- Activity -
Every line in the records below that holds the word "Yellow" is to be copied.

::: The records :::

use crate::error::RefileError;
use crate::pattern::Pattern;
use anyhow::{Context, Result};
use nu_ansi_term::Color;
use std::fmt;
use std::fs::{self, File, OpenOptions};
use std::io::Write;
use std::path::Path;
use std::sync::{Mutex, PoisonError};

/// Progress notifications raised while a pass runs.
///
/// Events from sibling files arrive in whatever order their work completes.
#[derive(Debug, Clone, Copy)]
pub enum Event<'a> {
    PatternStarted {
        index: usize,
        total: usize,
        pattern: &'a Pattern,
    },
    ContentRewritten {
        path: &'a Path,
        replacements: usize,
    },
    DirectoryCreated {
        path: &'a Path,
    },
    Overwriting {
        path: &'a Path,
    },
    Moved {
        from: &'a Path,
        to: &'a Path,
    },
    DirectoryRemoved {
        path: &'a Path,
    },
    Failed(&'a RefileError),
}

impl fmt::Display for Event<'_> {
    fn fmt(&self, f: &mut fmt::Formatter<'_>) -> fmt::Result {
        match self {
            Self::PatternStarted { pattern, .. } => write!(f, "{}", pattern),
            Self::ContentRewritten { path, .. } => write!(f, "replaced in {}", path.display()),
            Self::DirectoryCreated { path } => write!(f, "created directory {}", path.display()),
            Self::Overwriting { path } => write!(f, "overwriting existing {}", path.display()),
            Self::Moved { from, to } => write!(f, "{} -> {}", from.display(), to.display()),
            Self::DirectoryRemoved { path } => {
                write!(f, "removed empty directory {}", path.display())
            },
            Self::Failed(err) => write!(f, "{}", err),
        }
    }
}

/// Receiver for progress events. Sinks are shared by every task in a pass.
pub trait EventSink: Sync {
    fn emit(&self, event: &Event<'_>);
}

impl<T: EventSink + ?Sized> EventSink for &T {
    fn emit(&self, event: &Event<'_>) {
        (**self).emit(event);
    }
}

/// Discards everything.
#[derive(Debug, Clone, Copy, Default)]
pub struct NullSink;

impl EventSink for NullSink {
    fn emit(&self, _event: &Event<'_>) {}
}

/// Prints progress to stdout and problems to stderr as they happen, and
/// optionally appends every event to a timestamped log file.
#[derive(Debug)]
pub struct ConsoleSink {
    use_color: bool,
    quiet: bool,
    log_file: Option<Mutex<File>>,
}

impl ConsoleSink {
    pub fn new(use_color: bool, quiet: bool) -> Self {
        Self {
            use_color,
            quiet,
            log_file: None,
        }
    }

    pub fn with_log_file(mut self, path: &Path) -> Result<Self> {
        if let Some(parent) = path.parent().filter(|p| !p.as_os_str().is_empty()) {
            fs::create_dir_all(parent)
                .with_context(|| format!("Failed to create log directory {}", parent.display()))?;
        }
        let file = OpenOptions::new()
            .create(true)
            .append(true)
            .open(path)
            .with_context(|| format!("Failed to open log file {}", path.display()))?;
        self.log_file = Some(Mutex::new(file));
        Ok(self)
    }

    fn log(&self, event: &Event<'_>) {
        let Some(ref log_file) = self.log_file else {
            return;
        };
        let mut file = log_file.lock().unwrap_or_else(PoisonError::into_inner);
        let level = match event {
            Event::Failed(err) if err.is_warning() => "WARN",
            Event::Overwriting { .. } => "WARN",
            Event::Failed(_) => "ERROR",
            _ => "INFO",
        };
        // A broken log file must not interrupt the pass.
        let _ = writeln!(
            file,
            "[{}] {} {}",
            chrono::Local::now().format("%Y-%m-%d %H:%M:%S"),
            level,
            event
        );
    }

    fn paint(&self, color: Color, text: &str) -> String {
        if self.use_color {
            color.paint(text).to_string()
        } else {
            text.to_string()
        }
    }
}

impl EventSink for ConsoleSink {
    fn emit(&self, event: &Event<'_>) {
        self.log(event);

        match event {
            Event::Failed(err) => {
                let label = if err.is_warning() {
                    self.paint(Color::Yellow, "Warning:")
                } else {
                    self.paint(Color::Red, "Error:")
                };
                eprintln!("{} {}", label, err);
            },
            Event::Overwriting { path } => {
                eprintln!(
                    "{} overwriting existing {}",
                    self.paint(Color::Yellow, "Warning:"),
                    path.display()
                );
            },
            _ if self.quiet => {},
            Event::PatternStarted { .. } => {
                println!("{}", self.paint(Color::Cyan, &event.to_string()));
            },
            Event::ContentRewritten { .. } => println!("{}", event),
            Event::Moved { from, to } => {
                println!(
                    "{} -> {}",
                    from.display(),
                    self.paint(Color::Green, &to.display().to_string())
                );
            },
            Event::DirectoryCreated { .. } | Event::DirectoryRemoved { .. } => {},
        }
    }
}

/// Keeps a plain-text copy of every event. Handy for embedding and tests.
#[derive(Debug, Default)]
pub struct MemorySink {
    lines: Mutex<Vec<String>>,
}

impl MemorySink {
    pub fn new() -> Self {
        Self::default()
    }

    pub fn lines(&self) -> Vec<String> {
        self.lines
            .lock()
            .unwrap_or_else(PoisonError::into_inner)
            .clone()
    }
}

impl EventSink for MemorySink {
    fn emit(&self, event: &Event<'_>) {
        self.lines
            .lock()
            .unwrap_or_else(PoisonError::into_inner)
            .push(event.to_string());
    }
}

:::

- Answer to the exercise -
                    self.paint(Color::Yellow, "Warning:")
                    self.paint(Color::Yellow, "Warning:"),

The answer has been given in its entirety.